Trajan had been perfectly right in believing that men can be governed whilst they are treated with civility. The idea that the State was not only tutelary but also benevolent was taking deep root. Hadrian’s private conduct gave rise to grave reproach; his character got worse as his health became worse, but the people did not notice it. Unexampled splendour and well-being which enveloped everything like a brilliant halo, hid the defective sides of the social organisation. To speak the truth, these defective sides were capable of being corrected. The door was open to any progress. Stoic philosophy was penetrating the legislature, and introducing into it the idea of the rights of man, of civil equality, and 157of the uniformity of provincial administration. The privileges of the Roman aristocracy were daily disappearing, and the chiefs of society believed in and were working for progress. They were philosophers who, without looking for Utopia, yet desired the greatest possible application of reason to human affairs. That was worth a great deal more than the fanatical and inapplicable Thora, which at best was only good for a very small nation. Men had reason to be satisfied with life, and behind that fine generation of statesmen one could perceive another wiser, more serious, more upright still.

Hadrian was amusing himself, and he had the right to do so. His curious and active mind dreamt of all sorts of chimeras at one and the same time, but his judgment was not sure enough to preserve him from faults of taste. At the foot of the hills of Tibur he had a villa built which was, as it were, the album of his journeys and the pandemonium of celebrity. It might have been called the noisy and somewhat bold fair of a dying world. Everything was there: false Egyptian, false Greek, the Lyceum, the Academy the Prytaneum, the Canous, the Alpheus, the vale of Tempe, the Elysian Fields, Tartarus; temples, libraries, theatres, a hippodrome, a naumachia, baths. It was a strange place, and yet attractive I For it was the last place in which men amused themselves, where men of intellect went to sleep to the empty noise of “greedy Acheron.” At Rome the chief care of the fantastic emperor was that senseless tomb, that vast mausoleum, where Babylon was outdone, and which, stripped of its ornaments, has been the citadel of Papal Rome. His buildings covered the world; the atheneums that he founded, the encouragement that he gave to letters and fine arts, and the immunities that he granted to professors, rejoiced the hearts of all men of learning. Unhappily superstition, eccentricity, and cruelty more and more 158gained the upper hand over him as his physical forces left him. He had built himself an elysium, in order not to believe in it, and a hell, to laugh at it; a hall of philosophers, to make fun of them; a canopus, to point out the impostures of priests, and to recall to his mind the foolish festivals of Egypt, that had made him laugh so much. Now, everything seemed to him hollow and empty: nothing more supported him.

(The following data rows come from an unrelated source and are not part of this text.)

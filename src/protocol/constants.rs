//! Ingest protocol constants

/// Two-byte marker at the start of every message in the marked wire format
pub const MARKER: [u8; 2] = [0xED, 0x9E];

/// Upper bound on a declared payload length (10 MiB)
///
/// Not a protocol limit. It bounds memory when a corrupted length field
/// slips through, and doubles as the default resync scan limit.
pub const MAX_PAYLOAD_SIZE: usize = 10 * 1024 * 1024;

/// Size of a dimensions payload: two little-endian i32 (width, height)
pub const DIMENSIONS_SIZE: usize = 8;

/// Marker (2) + type (1) + length (4)
pub const MARKED_HEADER_SIZE: usize = 7;

/// Message type tags
pub const MSG_DIMENSIONS: u8 = 1;
pub const MSG_PAYLOAD: u8 = 2;
pub const MSG_CONFIGURATION: u8 = 3;

/// Default TCP ingest port
pub const DEFAULT_INGEST_PORT: u16 = 9999;

/// Default HTTP egress port
pub const DEFAULT_HTTP_PORT: u16 = 8080;
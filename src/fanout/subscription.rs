//! Consumer side of the fan-out

use std::pin::Pin;
use std::sync::Arc;
use std::task::{Context, Poll};

use bytes::Bytes;
use tokio::sync::mpsc;
use tokio_stream::Stream;

use super::store::{Fanout, SubscriberId};

/// A registered consumer queue
///
/// Dropping the subscription removes it from the registry, so every exit path
/// of a responder (normal end, write error, task cancellation) releases it.
pub struct Subscription {
    id: SubscriberId,
    rx: mpsc::Receiver<Bytes>,
    fanout: Arc<Fanout>,
}

impl Subscription {
    pub(super) fn new(id: SubscriberId, rx: mpsc::Receiver<Bytes>, fanout: Arc<Fanout>) -> Self {
        Self { id, rx, fanout }
    }

    pub fn id(&self) -> SubscriberId {
        self.id
    }

    /// Wait for the next chunk
    ///
    /// Returns `None` once the subscription was evicted and its queue drained.
    pub async fn recv(&mut self) -> Option<Bytes> {
        self.rx.recv().await
    }

    /// Take a queued chunk without waiting
    pub fn try_recv(&mut self) -> Option<Bytes> {
        self.rx.try_recv().ok()
    }

    /// Whether the registry still holds this queue
    pub fn is_active(&self) -> bool {
        self.fanout.is_subscribed(self.id)
    }
}

impl Stream for Subscription {
    type Item = Bytes;

    fn poll_next(mut self: Pin<&mut Self>, cx: &mut Context<'_>) -> Poll<Option<Bytes>> {
        self.rx.poll_recv(cx)
    }
}

impl Drop for Subscription {
    fn drop(&mut self) {
        self.fanout.unsubscribe(self.id);
    }
}

impl std::fmt::Debug for Subscription {
    fn fmt(&self, f: &mut std::fmt::Formatter<'_>) -> std::fmt::Result {
        f.debug_struct("Subscription").field("id", &self.id).finish()
    }
}

#[cfg(test)]
mod tests {
    use tokio_stream::StreamExt;

    use super::*;

    #[tokio::test]
    async fn test_stream_yields_published_chunks() {
        let fanout = Arc::new(Fanout::new());
        let mut sub = fanout.subscribe();

        fanout.publish(Bytes::from_static(b"a"));
        fanout.publish(Bytes::from_static(b"b"));

        assert_eq!(sub.next().await, Some(Bytes::from_static(b"a")));
        assert_eq!(sub.next().await, Some(Bytes::from_static(b"b")));
        assert!(sub.is_active());
    }

    #[tokio::test]
    async fn test_stream_ends_after_unsubscribe() {
        let fanout = Arc::new(Fanout::new());
        let mut sub = fanout.subscribe();

        fanout.unsubscribe(sub.id());

        assert!(!sub.is_active());
        assert_eq!(sub.next().await, None);
    }
}
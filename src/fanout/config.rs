//! Fan-out configuration

use std::time::Duration;

/// Default per-consumer queue capacity
pub const DEFAULT_QUEUE_CAPACITY: usize = 300;

/// Configuration for the fan-out registry
#[derive(Debug, Clone)]
pub struct FanoutConfig {
    /// Chunks buffered per consumer before it is evicted
    pub queue_capacity: usize,

    /// How long a responder waits on an empty queue before rechecking liveness
    pub idle_wait: Duration,
}

impl Default for FanoutConfig {
    fn default() -> Self {
        Self {
            queue_capacity: DEFAULT_QUEUE_CAPACITY,
            idle_wait: Duration::from_secs(5),
        }
    }
}

impl FanoutConfig {
    /// Set the per-consumer queue capacity (at least 1)
    pub fn queue_capacity(mut self, capacity: usize) -> Self {
        self.queue_capacity = capacity.max(1);
        self
    }

    pub fn idle_wait(mut self, wait: Duration) -> Self {
        self.idle_wait = wait;
        self
    }
}

#[cfg(test)]
mod tests {
    use super::*;

    #[test]
    fn test_default_config() {
        let config = FanoutConfig::default();
        assert_eq!(config.queue_capacity, 300);
        assert_eq!(config.idle_wait, Duration::from_secs(5));
    }

    #[test]
    fn test_zero_capacity_clamped() {
        let config = FanoutConfig::default().queue_capacity(0);
        assert_eq!(config.queue_capacity, 1);
    }
}
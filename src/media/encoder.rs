//! Raw frame to JPEG transform for the transcoding variant
//!
//! The producer sends uncompressed pixels in the payload messages, shaped by
//! the most recent dimensions message. They are encoded once on ingest and
//! the result is shared by every multipart consumer.

use bytes::Bytes;
use image::codecs::jpeg::JpegEncoder;
use image::{GrayImage, RgbImage};

use crate::error::EncodeError;
use crate::protocol::Dimensions;

/// Layout of raw pixel payloads
#[derive(Debug, Clone, Copy, PartialEq, Eq, Default)]
pub enum PixelFormat {
    /// 4 bytes per pixel, alpha ignored (Android `RGBX_8888` surfaces)
    #[default]
    Rgba8,
    Rgb8,
    Gray8,
}

impl PixelFormat {
    pub fn bytes_per_pixel(self) -> usize {
        match self {
            PixelFormat::Rgba8 => 4,
            PixelFormat::Rgb8 => 3,
            PixelFormat::Gray8 => 1,
        }
    }

    /// Expected payload size for the given geometry
    pub fn frame_size(self, dims: Dimensions) -> Option<usize> {
        dims.pixel_count()?.checked_mul(self.bytes_per_pixel())
    }
}

/// Turns a raw frame into an encoded still image
pub trait FrameEncoder: Send + Sync + 'static {
    fn encode(&self, raw: &[u8], dims: Dimensions) -> Result<Bytes, EncodeError>;

    /// MIME type of the encoded output
    fn content_type(&self) -> &'static str {
        "image/jpeg"
    }
}

/// JPEG encoder backed by the `image` crate
#[derive(Debug, Clone)]
pub struct JpegFrameEncoder {
    format: PixelFormat,
    quality: u8,
}

impl JpegFrameEncoder {
    pub fn new(format: PixelFormat, quality: u8) -> Self {
        Self {
            format,
            quality: quality.clamp(1, 100),
        }
    }

    pub fn format(&self) -> PixelFormat {
        self.format
    }

    pub fn quality(&self) -> u8 {
        self.quality
    }
}

impl Default for JpegFrameEncoder {
    fn default() -> Self {
        Self::new(PixelFormat::default(), 80)
    }
}

impl FrameEncoder for JpegFrameEncoder {
    fn encode(&self, raw: &[u8], dims: Dimensions) -> Result<Bytes, EncodeError> {
        let expected = self
            .format
            .frame_size(dims)
            .ok_or(EncodeError::InvalidGeometry {
                width: dims.width,
                height: dims.height,
            })?;
        if raw.len() != expected {
            return Err(EncodeError::SizeMismatch {
                expected,
                actual: raw.len(),
            });
        }

        let (width, height) = (dims.width as u32, dims.height as u32);
        let mut out = Vec::new();
        let result = {
            let mut encoder = JpegEncoder::new_with_quality(&mut out, self.quality);
            match self.format {
                PixelFormat::Gray8 => {
                    let img = GrayImage::from_raw(width, height, raw.to_vec())
                        .ok_or_else(|| EncodeError::Codec("gray buffer too small".into()))?;
                    encoder.encode_image(&img)
                }
                PixelFormat::Rgb8 => {
                    let img = RgbImage::from_raw(width, height, raw.to_vec())
                        .ok_or_else(|| EncodeError::Codec("rgb buffer too small".into()))?;
                    encoder.encode_image(&img)
                }
                PixelFormat::Rgba8 => {
                    // JPEG has no alpha channel
                    let rgb: Vec<u8> = raw
                        .chunks_exact(4)
                        .flat_map(|px| [px[0], px[1], px[2]])
                        .collect();
                    let img = RgbImage::from_raw(width, height, rgb)
                        .ok_or_else(|| EncodeError::Codec("rgb buffer too small".into()))?;
                    encoder.encode_image(&img)
                }
            }
        };
        result.map_err(|e| EncodeError::Codec(e.to_string()))?;

        Ok(Bytes::from(out))
    }
}

#[cfg(test)]
mod tests {
    use super::*;

    #[test]
    fn test_frame_size() {
        let dims = Dimensions::new(4, 2);
        assert_eq!(PixelFormat::Rgba8.frame_size(dims), Some(32));
        assert_eq!(PixelFormat::Rgb8.frame_size(dims), Some(24));
        assert_eq!(PixelFormat::Gray8.frame_size(dims), Some(8));
        assert_eq!(PixelFormat::Rgba8.frame_size(Dimensions::new(0, 2)), None);
    }

    #[test]
    fn test_encode_rgba_jpeg() {
        let encoder = JpegFrameEncoder::default();
        let raw = vec![128u8; 2 * 2 * 4];

        let jpeg = encoder.encode(&raw, Dimensions::new(2, 2)).unwrap();

        // SOI marker
        assert_eq!(&jpeg[0..2], &[0xFF, 0xD8]);
    }

    #[test]
    fn test_encode_gray_jpeg() {
        let encoder = JpegFrameEncoder::new(PixelFormat::Gray8, 90);
        let raw = vec![0u8, 64, 128, 255];

        let jpeg = encoder.encode(&raw, Dimensions::new(2, 2)).unwrap();
        assert_eq!(&jpeg[0..2], &[0xFF, 0xD8]);
    }

    #[test]
    fn test_size_mismatch() {
        let encoder = JpegFrameEncoder::new(PixelFormat::Rgb8, 80);

        let err = encoder.encode(&[0u8; 5], Dimensions::new(2, 2)).unwrap_err();
        assert_eq!(
            err,
            EncodeError::SizeMismatch {
                expected: 12,
                actual: 5
            }
        );
    }

    #[test]
    fn test_invalid_geometry() {
        let encoder = JpegFrameEncoder::default();

        let err = encoder.encode(&[], Dimensions::new(-2, 2)).unwrap_err();
        assert!(matches!(err, EncodeError::InvalidGeometry { .. }));
    }

    #[test]
    fn test_quality_clamped() {
        assert_eq!(JpegFrameEncoder::new(PixelFormat::Rgb8, 0).quality(), 1);
        assert_eq!(JpegFrameEncoder::new(PixelFormat::Rgb8, 200).quality(), 100);
    }
}
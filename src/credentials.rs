use std::sync::{
    Arc,
    atomic::{AtomicU64, Ordering},
};

use tracing::{debug, info};

use crate::{
    domain::{DomainError, UserAccount, require_non_empty},
    password::{HashParams, hash_password, verify_password},
    store::{StoreError, UserStore},
};

#[derive(Debug)]
pub enum CredentialError {
    /// Neither a username nor an email was supplied.
    MissingIdentifier,
    /// Unknown identifier or wrong password. Deliberately indistinguishable.
    InvalidCredentials,
    Store(StoreError),
    Hash(String),
}

impl std::fmt::Display for CredentialError {
    fn fmt(&self, f: &mut std::fmt::Formatter<'_>) -> std::fmt::Result {
        match self {
            Self::MissingIdentifier => write!(f, "username or email is required"),
            Self::InvalidCredentials => write!(f, "invalid credentials"),
            Self::Store(e) => write!(f, "{e}"),
            Self::Hash(e) => write!(f, "password hashing failed: {e}"),
        }
    }
}

impl std::error::Error for CredentialError {
    fn source(&self) -> Option<&(dyn std::error::Error + 'static)> {
        match self {
            Self::Store(e) => Some(e),
            _ => None,
        }
    }
}

impl From<StoreError> for CredentialError {
    fn from(value: StoreError) -> Self {
        Self::Store(value)
    }
}

impl From<DomainError> for CredentialError {
    fn from(value: DomainError) -> Self {
        Self::Store(StoreError::Domain(value))
    }
}

/// Stand-in password for the hash that unknown logins are verified against.
const DUMMY_PASSWORD: &str = "postcount-unknown-user";

/// Signup and login against the user table.
#[derive(Clone)]
pub struct CredentialService {
    users: Arc<dyn UserStore>,
    params: HashParams,
    /// Verified against when the identifier matches no user, so both failure
    /// paths cost one argon2 verify at the configured params.
    dummy_hash: Arc<str>,
    password_checks: Arc<AtomicU64>,
}

impl CredentialService {
    pub fn new(users: Arc<dyn UserStore>, params: HashParams) -> Result<Self, CredentialError> {
        let dummy_hash = hash_password(DUMMY_PASSWORD, params).map_err(CredentialError::Hash)?;
        Ok(Self {
            users,
            params,
            dummy_hash: dummy_hash.into(),
            password_checks: Arc::default(),
        })
    }

    /// Number of argon2 verifications login has run.
    pub fn password_checks(&self) -> u64 {
        self.password_checks.load(Ordering::Relaxed)
    }

    pub fn signup(
        &self,
        username: &str,
        email: &str,
        password: &str,
    ) -> Result<UserAccount, CredentialError> {
        require_non_empty("username", username)?;
        require_non_empty("email", email)?;
        require_non_empty("password", password)?;

        let hash = hash_password(password, self.params).map_err(CredentialError::Hash)?;
        let user = self
            .users
            .create_user(username.trim().to_string(), email.trim().to_string(), hash)?;
        info!(user_id = user.id, name = %user.name, "user signed up");
        Ok(user)
    }

    /// Looks the user up by username when one is given, otherwise by email.
    pub fn login(
        &self,
        username: Option<&str>,
        email: Option<&str>,
        password: &str,
    ) -> Result<UserAccount, CredentialError> {
        let username = username.map(str::trim).filter(|s| !s.is_empty());
        let email = email.map(str::trim).filter(|s| !s.is_empty());

        let found = match (username, email) {
            (Some(name), _) => self.users.find_user_by_name(name)?,
            (None, Some(email)) => self.users.find_user_by_email(email)?,
            (None, None) => return Err(CredentialError::MissingIdentifier),
        };

        let stored = found
            .as_ref()
            .map_or(&*self.dummy_hash, |user| user.password_hash.as_str());
        self.password_checks.fetch_add(1, Ordering::Relaxed);
        let verified = verify_password(password, stored);

        let Some(user) = found else {
            debug!(?username, ?email, "login for unknown user");
            return Err(CredentialError::InvalidCredentials);
        };
        if !verified {
            debug!(user_id = user.id, "login with wrong password");
            return Err(CredentialError::InvalidCredentials);
        }
        info!(user_id = user.id, "user logged in");
        Ok(user)
    }
}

Perhaps some martyrdoms which took place during his reign, and for which there seems to have been no motive, are to be attributed to the caprices and disorders of his last months. Telesphorus was then the head of the Church at Rome; he died confessing Christ, and passed to the number of the glories of the faith.

The death of this amateur Cæsar was sad and without dignity, for no really lofty moral sentiment animated him. Nevertheless, in him the world lost a powerful support. The Jews alone triumphed over the agonies of his last moments. It was customary amongst them not to mention him except saying after his name, “May God smash his leg.” He was sincerely attached to civilisation, and understood well what it would come to in time. With him ancient literature and art came to an end. He was the last emperor who believed in glory, just as Ælius Verus was the last man who knew how to enjoy delicate pleasures. Human affairs are so frivolous that brilliancy and splendour must take their share in them. A world will not hold together without that; Louis XIV. knew it, and men lived and live still in his sun of gilded copper. In his own fashion, Hadrian marked a summit, after which a rapid descent commenced. Certainly Antoninus and Marcus Aurelius were vastly his superiors in virtue, but under them the world was getting sad and losing its gaiety, was beginning to wear the monk’s cowl and become Christian; superstition was on the increase. 159Hadrian’s art, although it also had its gnawing worm, still holds to principles: it is a clever and wise art; afterwards the decadence set in with irresistible force. Ancient society perceives that all is in vain; now, the day when one makes that discovery, one is near death. The two accomplished sages who are going to reign are two ascetics, after their own fashion. Lucius Verus and Faustina will be the unclassed survivors of the ancient elegance. It really was from that time that the world bade farewell to joy, treated the muses as seductresses, will no longer listen to anything but what keeps up its melancholy, and becomes changed into a vast hospital.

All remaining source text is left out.